The key to overcoming the damaging mindset of justifying sexual immorality and transgression is through a spirit of humility and contrition. Because such is a grievous sin that is rooted in selfish pride – an individual ought to come to a place of brokenness. A place where they are humbled and ready to seek healing and forgiveness.
Nothing speaks more powerfully to the nature of forgiveness from sexual transgression than that of the adulterous woman brought before the Savior. This is found in the Gospel of John 7:53-8:11. Most of us are familiar with this story. Christ is teaching. A woman is brought before him. The religious leaders ask Christ regarding the law and the appropriate discipline of such transgression. Christ bends down, writes something in the sand, and those standing (from oldest to youngest) drops their stones and walk away. Left alone, Christ asks the woman where are those who accused her. She responded that they are no longer present. Christ then says: “Neither do I condemn you; go, and from now on sin no more.” (John 8:11).
Some believe that one of the reasons Christ wrote in the sand concerned those who had engaged in the act of adultery with the woman and therefore they were convicted of their own sexual transgressions. This is highlighted over at Got Questions concerning what we are to learn from the episode:
Perhaps the most striking aspect of the story of the woman caught in adultery is how skillfully it illustrates the harmony of justice and mercy in Christ’s salvation. God pronounces judgment on sin but provides a way to escape condemnation (Romans 3:23; 8:1). Jesus does not encourage the sin, but He loves the sinner. The Lord silences the critics of this world while healing hearts that are burdened with guilt and shame. God never treats sin casually but calls sinners to turn away from their old, corrupt way of life (Ephesians 4:17–24).
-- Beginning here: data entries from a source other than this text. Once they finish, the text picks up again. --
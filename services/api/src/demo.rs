use crate::infra::{build_availability, load_catalog};
use clap::Args;
use commumap::availability::{
    ActorId, AlertStore, AuditRecorder, CategoryType, ChannelRoute, Coordinate,
    InMemoryServiceStore, SearchCriteria, SearchHit, SearchRankingEngine, ServiceRecord,
    ServiceStore, StrategyRegistry,
};
use commumap::config::{AppConfig, FeatureFlagProvider, StaticFeatureFlags};
use commumap::error::AppError;
use std::path::PathBuf;
use std::str::FromStr;
use std::sync::Arc;
use std::time::Duration;

#[derive(Args, Debug, Default)]
pub(crate) struct DemoArgs {
    /// CSV catalog to seed the demo with (defaults to the bundled sample)
    #[arg(long)]
    pub(crate) catalog: Option<PathBuf>,
    /// Notification route as CHANNEL:RECIPIENT; repeatable
    #[arg(long = "notify", value_parser = crate::infra::parse_route)]
    pub(crate) routes: Vec<ChannelRoute>,
    /// Skip the emergency search at the end of the demo
    #[arg(long)]
    pub(crate) skip_search: bool,
}

#[derive(Args, Debug)]
pub(crate) struct SearchArgs {
    /// CSV catalog to rank (defaults to the bundled sample)
    #[arg(long)]
    pub(crate) catalog: Option<PathBuf>,
    /// Free-text query matched against name, description, tags and address
    #[arg(long)]
    pub(crate) query: Option<String>,
    /// Latitude of the searcher
    #[arg(long, requires = "lon", allow_hyphen_values = true)]
    pub(crate) lat: Option<f64>,
    /// Longitude of the searcher
    #[arg(long, requires = "lat", allow_hyphen_values = true)]
    pub(crate) lon: Option<f64>,
    /// Maximum distance in kilometres
    #[arg(long)]
    pub(crate) radius_km: Option<f64>,
    /// Restrict to one category slug (e.g. shelter, food)
    #[arg(long, value_parser = parse_category)]
    pub(crate) category: Option<CategoryType>,
    /// Ranking strategy name
    #[arg(long, default_value = "smart")]
    pub(crate) strategy: String,
    /// Only emergency services
    #[arg(long)]
    pub(crate) emergency_only: bool,
    /// Keep full services in availability ranking
    #[arg(long)]
    pub(crate) include_full: bool,
    /// Maximum number of results to print
    #[arg(long, default_value_t = 10)]
    pub(crate) limit: usize,
}

fn parse_category(raw: &str) -> Result<CategoryType, String> {
    CategoryType::from_str(raw).map_err(|err| err.to_string())
}

pub(crate) async fn run_demo(args: DemoArgs) -> Result<(), AppError> {
    let DemoArgs {
        catalog,
        routes,
        skip_search,
    } = args;

    let config = AppConfig::load()?;
    let records = load_catalog(catalog.as_deref())?;
    let availability = build_availability(&config, records, routes)?;
    let engine = &availability.state.engine;

    println!("CommuMap availability demo");
    println!(
        "- {} services loaded | emergency mode {}",
        availability.store.len(),
        if availability.flags.emergency_mode() {
            "ON"
        } else {
            "off"
        }
    );

    let Some(shelter) = pick_tracked_service(&availability.store)? else {
        println!("  No service in the catalog tracks capacity; nothing to demo.");
        return Ok(());
    };
    let Some(max) = shelter.max_capacity else {
        return Ok(());
    };
    let manager = ActorId("demo-manager".to_string());

    println!(
        "\nCapacity walk for {} ({}/{} {})",
        shelter.name,
        shelter.current_capacity,
        max,
        shelter.capacity_band().label()
    );
    let nearly_full = i64::from(max) * 85 / 100;
    for target in [nearly_full, i64::from(max)] {
        let outcome = match engine.update_capacity(&shelter.id, target, &manager).await {
            Ok(outcome) => outcome,
            Err(err) => {
                println!("  Update to {target} rejected: {err}");
                return Ok(());
            }
        };
        println!(
            "- capacity -> {} | status {} | version {}",
            outcome.record.current_capacity,
            outcome.record.status.label(),
            outcome.record.version
        );
        for event in &outcome.events {
            println!("    event: {}", event.message);
        }
    }

    match availability
        .alerts
        .active_for(&shelter.id, chrono::Utc::now())
    {
        Ok(alerts) => {
            println!("\nActive alerts ({})", alerts.len());
            for alert in &alerts {
                println!(
                    "  - [{}] {} | {}",
                    alert.priority_label(),
                    alert.title,
                    alert.message
                );
            }
        }
        Err(err) => println!("\nAlerts unavailable: {err}"),
    }

    match availability.audit.entries_for(&shelter.id) {
        Ok(entries) => {
            println!("\nAudit trail ({} entries)", entries.len());
            for entry in &entries {
                println!(
                    "  - {} by {}: {}",
                    entry.action.label(),
                    entry.actor,
                    entry.description
                );
            }
        }
        Err(err) => println!("\nAudit trail unavailable: {err}"),
    }

    tokio::time::sleep(Duration::from_millis(50)).await;
    println!(
        "\nChannel deliveries: {} sent, {} failed",
        availability.ledger.delivered(),
        availability.ledger.failures().len()
    );

    if skip_search {
        return Ok(());
    }

    println!("\nEmergency services near {}", shelter.name);
    let criteria = SearchCriteria {
        origin: Some(shelter.location),
        emergency_only: true,
        limit: Some(5),
        ..SearchCriteria::default()
    };
    match availability.state.search.search(&criteria) {
        Ok(hits) => render_hits(&hits),
        Err(err) => println!("  Search unavailable: {err}"),
    }

    Ok(())
}

fn pick_tracked_service(store: &InMemoryServiceStore) -> Result<Option<ServiceRecord>, AppError> {
    let records = store.list()?;
    let preferred = records
        .iter()
        .find(|record| {
            record.is_emergency_service && record.max_capacity.is_some_and(|max| max > 0)
        })
        .or_else(|| {
            records
                .iter()
                .find(|record| record.max_capacity.is_some_and(|max| max > 0))
        })
        .cloned();
    Ok(preferred)
}

pub(crate) fn run_search(args: SearchArgs) -> Result<(), AppError> {
    let origin = match (args.lat, args.lon) {
        (Some(lat), Some(lon)) => match Coordinate::new(lat, lon) {
            Ok(origin) => Some(origin),
            Err(err) => {
                println!("Search failed: {err}");
                return Ok(());
            }
        },
        _ => None,
    };

    let records = load_catalog(args.catalog.as_deref())?;
    let store = Arc::new(InMemoryServiceStore::with_records(records)?);
    let engine = SearchRankingEngine::new(
        store,
        StrategyRegistry::with_defaults(),
        Arc::new(StaticFeatureFlags::default()),
    );

    let criteria = SearchCriteria {
        query: args.query,
        origin,
        max_distance_km: args.radius_km,
        category: args.category,
        emergency_only: args.emergency_only,
        include_full: args.include_full,
        limit: Some(args.limit),
        ..SearchCriteria::default()
    };

    match engine.search_with(&args.strategy, &criteria) {
        Ok(hits) => {
            println!("{} results ({} strategy)", hits.len(), args.strategy);
            render_hits(&hits);
        }
        Err(err) => println!("Search failed: {err}"),
    }
    Ok(())
}

fn render_hits(hits: &[SearchHit]) {
    if hits.is_empty() {
        println!("  (no matches)");
    }
    for (rank, hit) in hits.iter().enumerate() {
        let distance = hit
            .distance_km
            .map(|km| format!("{km:.1} km"))
            .unwrap_or_else(|| "-".to_string());
        let score = hit
            .score
            .map(|score| format!("{:.2}", score.composite))
            .unwrap_or_else(|| "-".to_string());
        println!(
            "  {}. {} [{}] | {} | {} | score {}",
            rank + 1,
            hit.record.name,
            hit.record.status.label(),
            hit.record.category.label(),
            distance,
            score
        );
    }
}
This is what we take away from Alma’s sermon and admonishment toward his son, Corianton. It is the same principle truth one takes away from the Apostle Paul’s writing in 1 Corinthians 5. The balance between God’s mercy and judgment. On the one hand – God judges us all equally because of our sinful natures. However, he offers each one of us, respectively, the opportunity to seek out forgiveness and repentance. He calls us to not only repent of our transgressions and disobedience. He calls us to turn from our sins and no longer walk according to the temptations and desires of our hearts. Our Heavenly Father calls us to go and sin no more.
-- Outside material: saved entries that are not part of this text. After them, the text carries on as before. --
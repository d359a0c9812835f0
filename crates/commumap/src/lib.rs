pub mod availability;
pub mod config;
pub mod error;
pub mod telemetry;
Dealing with Shame, Guilt, and Church Discipline
The writer at Ex-Mormon Blog links to a previous post they wrote concerning guilt and shame when it comes to spiritual and church discipline. As discussed previously, ongoing sexual transgression and immorality may require a serious disciplinary action. Despite this, the writer appears to provide this opinion:
Excommunication is now called “Withdrawal of Membership” in the most recent version of the church’s General Handbook. This is a softening term (most likely settled upon by committee) because in practice, excommunication is like dying. You are cut off from full participation in the church. In a culture of appearances, that is akin to a death sentence. At the very least, your faith community views you with conspicuous suspicion. The excommunicant is not obliged to wear a scarlet letter on their clothing, but he is restricted from participation in the sacrament, can’t offer public prayers, can’t hold callings or lead activities, can’t exercise the priesthood, can’t wear the temple garment, and is banned from giving tithing or offerings (apparently, giving money to the church is a high privilege). Simply put, excommunication is a traumatizing exercise in public humiliation.
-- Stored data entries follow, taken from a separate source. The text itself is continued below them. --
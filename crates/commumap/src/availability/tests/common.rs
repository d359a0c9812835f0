use std::sync::atomic::{AtomicU32, Ordering};
use std::sync::{Arc, Mutex};
use std::time::Duration;

use axum::response::Response;
use chrono::{TimeZone, Utc};
use serde_json::Value;

use crate::availability::alerts::AlertStore;
use crate::availability::dispatch::{
    AlertObserver, AuditObserver, NotificationDispatcher, Observer, ObserverError,
};
use crate::availability::domain::{CategoryType, ServiceId, ServiceRecord, ServiceStatus};
use crate::availability::engine::StatusTransitionEngine;
use crate::availability::events::ChangeEvent;
use crate::availability::geo::Coordinate;
use crate::availability::memory::{InMemoryAlertStore, InMemoryAuditRecorder, InMemoryServiceStore};
use crate::availability::router::{availability_router, AvailabilityState};
use crate::availability::search::{SearchRankingEngine, StrategyRegistry};
use crate::availability::store::{ServiceStore, StoreError};
use crate::config::{EngineConfig, StaticFeatureFlags};

/// Downtown Kuala Lumpur.
pub(crate) fn origin() -> Coordinate {
    Coordinate::new(3.1390, 101.6869).expect("valid origin")
}

/// Listed, open record near `origin()`.
pub(crate) fn record_with_capacity(id: &str, current: u32, max: Option<u32>) -> ServiceRecord {
    let mut record = ServiceRecord {
        id: ServiceId(id.to_string()),
        name: format!("Service {id}"),
        description: "Community drop-in centre".to_string(),
        category: CategoryType::Shelter,
        tags: vec!["shelter".to_string()],
        address: "1 Jalan Test".to_string(),
        city: "Kuala Lumpur".to_string(),
        location: origin(),
        current_capacity: current,
        max_capacity: max,
        status: ServiceStatus::Open,
        is_emergency_service: false,
        is_verified: true,
        is_active: true,
        accepts_walk_ins: true,
        requires_appointment: false,
        is_24_7: false,
        quality_score: 3.0,
        total_ratings: 4,
        status_updated_by: None,
        status_updated_at: None,
        capacity_last_updated_at: None,
        verified_by: None,
        verified_at: None,
        created_at: Utc.with_ymd_and_hms(2025, 1, 6, 9, 0, 0).single().expect("valid date"),
        version: 0,
        search_blob: String::new(),
    };
    record.refresh_search_blob();
    record
}

/// Listed record placed at an explicit point with a given name and status.
pub(crate) fn placed(
    id: &str,
    name: &str,
    latitude: f64,
    longitude: f64,
    status: ServiceStatus,
) -> ServiceRecord {
    let mut record = record_with_capacity(id, 0, None);
    record.name = name.to_string();
    record.location = Coordinate::new(latitude, longitude).expect("valid coordinate");
    record.status = status;
    record.refresh_search_blob();
    record
}

pub(crate) struct Harness {
    pub(crate) engine: Arc<StatusTransitionEngine<InMemoryServiceStore>>,
    pub(crate) store: Arc<InMemoryServiceStore>,
    pub(crate) dispatcher: Arc<NotificationDispatcher>,
    pub(crate) audit: Arc<InMemoryAuditRecorder>,
    pub(crate) alerts: Arc<InMemoryAlertStore>,
}

pub(crate) fn harness(records: Vec<ServiceRecord>) -> Harness {
    let store = Arc::new(InMemoryServiceStore::with_records(records).expect("seed store"));
    let dispatcher = Arc::new(NotificationDispatcher::new(Duration::from_millis(500)));
    let audit = Arc::new(InMemoryAuditRecorder::default());
    let alerts = Arc::new(InMemoryAlertStore::default());
    dispatcher.subscribe(Arc::new(AuditObserver::new(audit.clone())));
    dispatcher.subscribe(Arc::new(AlertObserver::new(alerts.clone())));
    let engine = Arc::new(StatusTransitionEngine::new(
        store.clone(),
        dispatcher.clone(),
        EngineConfig::default(),
    ));
    Harness {
        engine,
        store,
        dispatcher,
        audit,
        alerts,
    }
}

pub(crate) fn search_engine(
    store: Arc<InMemoryServiceStore>,
    emergency_mode: bool,
) -> SearchRankingEngine<InMemoryServiceStore> {
    SearchRankingEngine::new(
        store,
        StrategyRegistry::with_defaults(),
        Arc::new(StaticFeatureFlags { emergency_mode }),
    )
}

pub(crate) fn router_for(harness: &Harness) -> axum::Router {
    let alerts: Arc<dyn AlertStore> = harness.alerts.clone();
    availability_router(Arc::new(AvailabilityState {
        engine: harness.engine.clone(),
        search: Arc::new(search_engine(harness.store.clone(), false)),
        alerts,
    }))
}

#[derive(Default)]
pub(crate) struct RecordingObserver {
    events: Mutex<Vec<ChangeEvent>>,
}

impl RecordingObserver {
    pub(crate) fn events(&self) -> Vec<ChangeEvent> {
        self.events.lock().expect("observer mutex poisoned").clone()
    }
}

impl Observer for RecordingObserver {
    fn name(&self) -> &str {
        "recording"
    }

    fn handle(&self, event: &ChangeEvent) -> Result<(), ObserverError> {
        self.events
            .lock()
            .expect("observer mutex poisoned")
            .push(event.clone());
        Ok(())
    }
}

pub(crate) struct FailingObserver;

impl Observer for FailingObserver {
    fn name(&self) -> &str {
        "failing"
    }

    fn handle(&self, _event: &ChangeEvent) -> Result<(), ObserverError> {
        Err(ObserverError::Other("sink offline".to_string()))
    }
}

pub(crate) struct PanickingObserver;

impl Observer for PanickingObserver {
    fn name(&self) -> &str {
        "panicking"
    }

    fn handle(&self, _event: &ChangeEvent) -> Result<(), ObserverError> {
        panic!("observer exploded");
    }
}

pub(crate) struct SlowObserver(pub(crate) Duration);

impl Observer for SlowObserver {
    fn name(&self) -> &str {
        "slow"
    }

    fn handle(&self, _event: &ChangeEvent) -> Result<(), ObserverError> {
        std::thread::sleep(self.0);
        Ok(())
    }
}

pub(crate) struct UnavailableStore;

impl ServiceStore for UnavailableStore {
    fn get(&self, _id: &ServiceId) -> Result<Option<ServiceRecord>, StoreError> {
        Err(StoreError::Unavailable("database offline".to_string()))
    }

    fn list(&self) -> Result<Vec<ServiceRecord>, StoreError> {
        Err(StoreError::Unavailable("database offline".to_string()))
    }

    fn insert(&self, _record: ServiceRecord) -> Result<ServiceRecord, StoreError> {
        Err(StoreError::Unavailable("database offline".to_string()))
    }

    fn compare_and_swap(
        &self,
        _expected_version: u64,
        _next: ServiceRecord,
    ) -> Result<ServiceRecord, StoreError> {
        Err(StoreError::Unavailable("database offline".to_string()))
    }
}

/// Lets a rival writer bump the record before each of the first `interference` swaps.
pub(crate) struct ContendedStore {
    pub(crate) inner: InMemoryServiceStore,
    interference: AtomicU32,
}

impl ContendedStore {
    pub(crate) fn new(record: ServiceRecord, interference: u32) -> Self {
        Self {
            inner: InMemoryServiceStore::with_records([record]).expect("seed store"),
            interference: AtomicU32::new(interference),
        }
    }
}

impl ServiceStore for ContendedStore {
    fn get(&self, id: &ServiceId) -> Result<Option<ServiceRecord>, StoreError> {
        self.inner.get(id)
    }

    fn list(&self) -> Result<Vec<ServiceRecord>, StoreError> {
        self.inner.list()
    }

    fn insert(&self, record: ServiceRecord) -> Result<ServiceRecord, StoreError> {
        self.inner.insert(record)
    }

    fn compare_and_swap(
        &self,
        expected_version: u64,
        next: ServiceRecord,
    ) -> Result<ServiceRecord, StoreError> {
        let remaining = self.interference.load(Ordering::SeqCst);
        if remaining > 0 {
            self.interference.store(remaining - 1, Ordering::SeqCst);
            let rival = self
                .inner
                .get(&next.id)?
                .ok_or_else(|| StoreError::NotFound(next.id.clone()))?;
            let mut bumped = rival.clone();
            bumped.total_ratings += 1;
            self.inner.compare_and_swap(rival.version, bumped)?;
        }
        self.inner.compare_and_swap(expected_version, next)
    }
}

pub(crate) async fn read_json_body(response: Response) -> Value {
    let body = axum::body::to_bytes(response.into_body(), 64 * 1024)
        .await
        .expect("read body");
    serde_json::from_slice(&body).expect("json payload")
}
The writer continues with their opinion and observation:
The church gaslights its members by claiming that church discipline “reflect[s] the love and hope offered by the Savior to those who repent.” Allegedly, the formal repentance process provides a path for the sinner to engage in “godly sorrow” and thus bring themselves closer to God through the healing power of Christ’s atonement. Church leaders have always described church discipline as a demonstration of the balance of God’s justice and mercy, and a manifestation of infinite love of the Redeemer. Ex-Mormons pejoratively call these meetings “courts of love” as a coping mechanism for what is actually psychological violence. It is difficult to explain to outsiders, but to a believing Mormon, the shame of a disciplinary council is a harrowing experience. It certainly was for my dad, and by extension, for our entire family.
The inflammatory and accusatory condescending attitude is apparent. This is based on the terminology employed:
- Church discipline – to include excommunication – is akin to dying
- Results in being an outcast due to removing participation in fellowship with others
- Traumatizes an individual
- Engages in public humiliation of an individual
- Promotes spiritual gaslighting of an individual under the guise of love and call to repentance
- Church discipline is merely psychological violence
Such inflammatory and accusatory words appear to dissuade from the heart and soul of the Gospel Message of hope and healing. It also appears the writer may be burden with their own exacerbated sense of guilt and shame by projecting the burden toward faithful members of the Church and those in leadership.
Transgression leads to spiritual death
To fully comprehend the nature of sexual transgression we want to take a more appropriate and contextual look at sinful nature and spiritual death. By no means is this an exhaustive treatment on the subject matter. However, the attempt here is to highlight a more correct understanding and nature of how disobedience leads one toward spiritual death.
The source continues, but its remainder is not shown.